Figure 2

TAMs promote proliferation, mobility and invasiveness of PC-3 cells and promote angiogenesis.

(a) Proliferation of PC-3 cells. PC-3 cells were exposed to CM from M0, M1, M2 and TAMs or 1640 medium as control for 72 h. Viability of PC-3 cells was measured by MTT assay. (b) Mobility of PC-3 cells. A line of PC-3 cells was scraped away in each well using a pipette tip after 6 h of serum starvation. Subsequently, cells were treated with CM from M0, M1, M2 and TAMs for 24 h. Migrated cells were observed from three randomly chosen fields (original magnification, 100×) and the number of migrated cells was quantified by manual counting. (c) Invasiveness of PC-3 cells.
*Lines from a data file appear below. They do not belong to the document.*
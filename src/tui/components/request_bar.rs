//! Structure request bar
//!
//! Picks the structure type and, for page/component, the name to load. Names
//! come from the backend's listings; the App fetches them whenever the type
//! changes. Typing a name by hand still works, for unlisted structures.

use crate::client::FetchError;
use crate::structure::{RequestError, StructureRequest, StructureType};
use crate::tui::traits::{Component, ComponentId, Handled, Interactive, RenderContext};
use crossterm::event::{KeyCode, KeyEvent, KeyModifiers};
use ratatui::{
    layout::Rect,
    style::{Modifier, Style},
    text::{Line, Span},
    widgets::{Block, Borders, Paragraph},
    Frame,
};

/// Names offered for the selected type
#[derive(Debug, Clone, PartialEq, Eq)]
pub enum NameChoices {
    /// Menu and footer are loaded without a name
    NotRequired,
    /// Listing not requested yet
    Pending,
    Loading,
    Ready(Vec<String>),
    /// Listing failed; free typing only
    Unavailable(String),
}

pub struct RequestBar {
    structure_type: StructureType,
    name: String,
    choices: NameChoices,
    /// Index into `NameChoices::Ready` of the name shown, if it came from the list
    choice: Option<usize>,
}

impl RequestBar {
    pub fn new() -> Self {
        let structure_type = StructureType::ALL[0];
        Self {
            structure_type,
            name: String::new(),
            choices: choices_for(structure_type),
            choice: None,
        }
    }

    /// Pre-fill from a request (CLI arguments, or the last load)
    pub fn set(&mut self, request: &StructureRequest) {
        if request.structure_type != self.structure_type {
            self.set_type(request.structure_type);
        }
        self.name = request.name().unwrap_or_default().to_string();
        self.choice = self.position_of_name();
    }

    pub fn structure_type(&self) -> StructureType {
        self.structure_type
    }

    pub fn name(&self) -> &str {
        &self.name
    }

    pub fn choices(&self) -> &NameChoices {
        &self.choices
    }

    pub fn build_request(&self) -> Result<StructureRequest, RequestError> {
        let name = (!self.name.trim().is_empty()).then(|| self.name.clone());
        StructureRequest::new(self.structure_type, name)
    }

    /// Type whose names should be fetched now, marking the listing as in
    /// flight. `None` when nothing is needed.
    pub fn take_names_request(&mut self) -> Option<StructureType> {
        if self.choices != NameChoices::Pending {
            return None;
        }
        self.choices = NameChoices::Loading;
        Some(self.structure_type)
    }

    /// Apply a finished listing. Listings for a type no longer selected are
    /// dropped and `false` is returned.
    pub fn set_names(
        &mut self,
        structure_type: StructureType,
        result: Result<Vec<String>, FetchError>,
    ) -> bool {
        if structure_type != self.structure_type || self.choices != NameChoices::Loading {
            return false;
        }
        self.choices = match result {
            Ok(names) => NameChoices::Ready(names),
            Err(e) => NameChoices::Unavailable(e.to_string()),
        };
        self.choice = self.position_of_name();
        true
    }

    fn set_type(&mut self, structure_type: StructureType) {
        self.structure_type = structure_type;
        self.name.clear();
        self.choices = choices_for(structure_type);
        self.choice = None;
    }

    fn position_of_name(&self) -> Option<usize> {
        match &self.choices {
            NameChoices::Ready(names) => names.iter().position(|n| *n == self.name),
            _ => None,
        }
    }

    /// Step through the listed names; `forward` wraps past the end
    fn cycle_name(&mut self, forward: bool) -> bool {
        let NameChoices::Ready(names) = &self.choices else {
            return false;
        };
        if names.is_empty() {
            return false;
        }
        let len = names.len();
        let next = match (self.choice, forward) {
            (None, true) => 0,
            (None, false) => len - 1,
            (Some(i), true) => (i + 1) % len,
            (Some(i), false) => (i + len - 1) % len,
        };
        self.name = names[next].clone();
        self.choice = Some(next);
        true
    }

    fn choice_status(&self) -> Option<String> {
        match &self.choices {
            NameChoices::NotRequired | NameChoices::Pending => None,
            NameChoices::Loading => Some("loading names…".to_string()),
            NameChoices::Ready(names) if names.is_empty() => Some("none listed".to_string()),
            NameChoices::Ready(names) => Some(match self.choice {
                Some(i) => format!("{}/{}", i + 1, names.len()),
                None => format!("{} listed", names.len()),
            }),
            NameChoices::Unavailable(_) => Some("names unavailable".to_string()),
        }
    }
}

fn choices_for(structure_type: StructureType) -> NameChoices {
    if structure_type.requires_name() {
        NameChoices::Pending
    } else {
        NameChoices::NotRequired
    }
}

impl Default for RequestBar {
    fn default() -> Self {
        Self::new()
    }
}

// ═══════════════════════════════════════════════════════════════════════════
// Trait Implementations
// ═══════════════════════════════════════════════════════════════════════════

impl Component for RequestBar {
    fn id(&self) -> ComponentId {
        ComponentId::RequestBar
    }

    fn render(&self, f: &mut Frame, area: Rect, ctx: &RenderContext) {
        let focused = ctx.is_focused(self.id());
        let theme = ctx.theme;

        let mut spans = vec![Span::styled("Type ", Style::default().fg(theme.muted))];
        for ty in StructureType::ALL {
            let style = if ty == self.structure_type {
                Style::default()
                    .fg(theme.selection_fg)
                    .bg(theme.selection)
                    .add_modifier(Modifier::BOLD)
            } else {
                Style::default().fg(theme.muted)
            };
            spans.push(Span::styled(format!(" {} ", ty), style));
        }

        if self.structure_type.requires_name() {
            spans.push(Span::styled("   Name ", Style::default().fg(theme.muted)));
            spans.push(Span::styled(
                self.name.clone(),
                Style::default().fg(theme.foreground),
            ));
            if focused {
                spans.push(Span::styled(
                    "▏",
                    Style::default().fg(theme.highlight),
                ));
            }
            if let Some(status) = self.choice_status() {
                spans.push(Span::styled(
                    format!("  ({})", status),
                    Style::default().fg(theme.muted),
                ));
            }
        }

        let block = Block::default()
            .borders(Borders::ALL)
            .border_type(theme.border_type)
            .border_style(Style::default().fg(ctx.border_color(self.id())))
            .title(" Load ");

        f.render_widget(Paragraph::new(Line::from(spans)).block(block), area);
    }
}

impl Interactive for RequestBar {
    /// Enter is left to the App, which owns loading
    fn handle_key(&mut self, key: KeyEvent) -> Handled {
        match key.code {
            KeyCode::Left => self.set_type(self.structure_type.prev()),
            KeyCode::Right => self.set_type(self.structure_type.next()),
            KeyCode::Up => return self.cycle_name(false).into(),
            KeyCode::Down => return self.cycle_name(true).into(),
            KeyCode::Backspace => {
                self.name.pop();
                self.choice = self.position_of_name();
            }
            KeyCode::Char('u') if key.modifiers.contains(KeyModifiers::CONTROL) => {
                self.name.clear();
                self.choice = None;
            }
            KeyCode::Char(c)
                if self.structure_type.requires_name()
                    && !key.modifiers.contains(KeyModifiers::CONTROL) =>
            {
                self.name.push(c);
                self.choice = self.position_of_name();
            }
            _ => return Handled::No,
        }
        Handled::Yes
    }

    fn focus_hint(&self) -> &'static str {
        "←→:type  ↑↓:name  type to enter  Enter:load"
    }
}
//! Configuration for the structure viewer
//!
//! Configuration is loaded in order of precedence:
//! 1. Environment variables (highest priority)
//! 2. Config file (~/.config/structview/config.toml)
//! 3. Built-in defaults (lowest priority)

use serde::Deserialize;
use std::path::PathBuf;

mod logging;
mod serialization;

#[cfg(test)]
mod tests;

pub use logging::{FileLogging, LogRotation, LoggingConfig};

/// Version info
pub const VERSION: &str = env!("CARGO_PKG_VERSION");

const DEFAULT_API_BASE: &str = "http://localhost/management";
const DEFAULT_COMMAND_BASE: &str = "http://localhost/admin/command";
const DEFAULT_TIMEOUT_SECS: u64 = 30;

// ─────────────────────────────────────────────────────────────────────────────
// Application Configuration
// ─────────────────────────────────────────────────────────────────────────────

#[derive(Debug, Clone)]
pub struct Config {
    /// Management API root; structures are fetched from `{api_base}/getStructure/...`
    pub api_base: String,

    /// Admin command page root; edit links point at `{command_base}/editStructure`
    pub command_base: String,

    /// Bearer token for the management API
    pub token: Option<String>,

    /// HTTP request timeout
    pub timeout_secs: u64,

    /// Whether to run the TUI (headless commands ignore this)
    pub enable_tui: bool,

    pub logging: LoggingConfig,
}

impl Default for Config {
    fn default() -> Self {
        Self {
            api_base: DEFAULT_API_BASE.to_string(),
            command_base: DEFAULT_COMMAND_BASE.to_string(),
            token: None,
            timeout_secs: DEFAULT_TIMEOUT_SECS,
            enable_tui: true,
            logging: LoggingConfig::default(),
        }
    }
}

// ─────────────────────────────────────────────────────────────────────────────
// File Configuration (deserialization layer)
// ─────────────────────────────────────────────────────────────────────────────

#[derive(Debug, Deserialize, Default)]
pub(crate) struct FileConfig {
    pub api_base: Option<String>,
    pub command_base: Option<String>,
    pub token: Option<String>,
    pub timeout_secs: Option<u64>,

    /// Optional [logging] section
    pub logging: Option<FileLogging>,
}

// ─────────────────────────────────────────────────────────────────────────────
// Configuration Loading
// ─────────────────────────────────────────────────────────────────────────────

impl Config {
    /// Get the config file path: ~/.config/structview/config.toml
    pub fn config_path() -> Option<PathBuf> {
        dirs::home_dir().map(|p| p.join(".config").join("structview").join("config.toml"))
    }

    /// Create config file with defaults if it doesn't exist
    pub fn ensure_config_exists() {
        let Some(path) = Self::config_path() else {
            return;
        };
        if path.exists() {
            return;
        }
        if let Some(parent) = path.parent() {
            if std::fs::create_dir_all(parent).is_err() {
                return; // Config is optional
            }
        }
        let _ = std::fs::write(&path, Self::default().to_toml());
    }

    /// Load file config if it exists
    ///
    /// # Panics
    /// Exits the process if the file exists but cannot be read or parsed:
    /// a broken config should fail loudly rather than silently use defaults.
    fn load_file_config() -> FileConfig {
        let Some(path) = Self::config_path() else {
            return FileConfig::default();
        };

        match std::fs::read_to_string(&path) {
            Ok(contents) => match toml::from_str(&contents) {
                Ok(config) => config,
                Err(e) => {
                    eprintln!("\nCONFIG ERROR - Failed to parse configuration file\n");
                    eprintln!("  File: {}\n", path.display());
                    eprintln!("  Error: {}\n", e);
                    eprintln!("  To reset, run `structview config --reset`.\n");
                    std::process::exit(1);
                }
            },
            Err(e) if e.kind() == std::io::ErrorKind::NotFound => FileConfig::default(),
            Err(e) => {
                eprintln!("\nCONFIG ERROR - Cannot read configuration file\n");
                eprintln!("  File: {}\n", path.display());
                eprintln!("  Error: {}\n", e);
                std::process::exit(1);
            }
        }
    }

    /// Load configuration: env > file > defaults
    pub fn from_env() -> Self {
        Self::from_sources(Self::load_file_config(), |key| std::env::var(key).ok())
    }

    /// Merge a parsed file with an environment lookup
    pub(crate) fn from_sources<F>(file: FileConfig, env: F) -> Self
    where
        F: Fn(&str) -> Option<String>,
    {
        let defaults = Self::default();

        let api_base = env("STRUCTVIEW_API_BASE")
            .or(file.api_base)
            .unwrap_or(defaults.api_base);

        let command_base = env("STRUCTVIEW_COMMAND_BASE")
            .or(file.command_base)
            .unwrap_or(defaults.command_base);

        // Keeping the token out of the file is preferred; both are accepted
        let token = env("STRUCTVIEW_TOKEN")
            .or(file.token)
            .filter(|t| !t.is_empty());

        let timeout_secs = env("STRUCTVIEW_TIMEOUT")
            .and_then(|v| v.parse().ok())
            .or(file.timeout_secs)
            .unwrap_or(defaults.timeout_secs);

        // TUI toggle: env only (runtime flag)
        let enable_tui = env("STRUCTVIEW_NO_TUI")
            .map(|v| v != "1" && v.to_lowercase() != "true")
            .unwrap_or(true);

        let logging = LoggingConfig::from_file(file.logging);

        Self {
            api_base,
            command_base,
            token,
            timeout_secs,
            enable_tui,
            logging,
        }
    }
}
PC-3 cells were loaded into the upper compartments and then placed into 24-well culture dishes containing different CM from M0, M1, M2 and TAMs, or RPMI 1640 medium as control. After 24 h of incubation at 37 °C, cells that migrated to the bottom of the membrane were stained with hematoxylin-eosin and counted using an inverted microscope (original magnification, 100×). (d) Tube-like structure formation in HUVEC. HUVEC were seeded to the matrigel-coated plates, followed by addition of CM from M0, M1, M2 or TAMs, respectively. The effects on the morphogenesis of endothelial cells were recorded after 5 h with an inverted microscope equipped with CCD optics and a digital analysis system. Results were quantified by measuring the joint or vessel numbers in the field (original magnification, 100×). *P < 0.05; **P < 0.01; ***P < 0.001.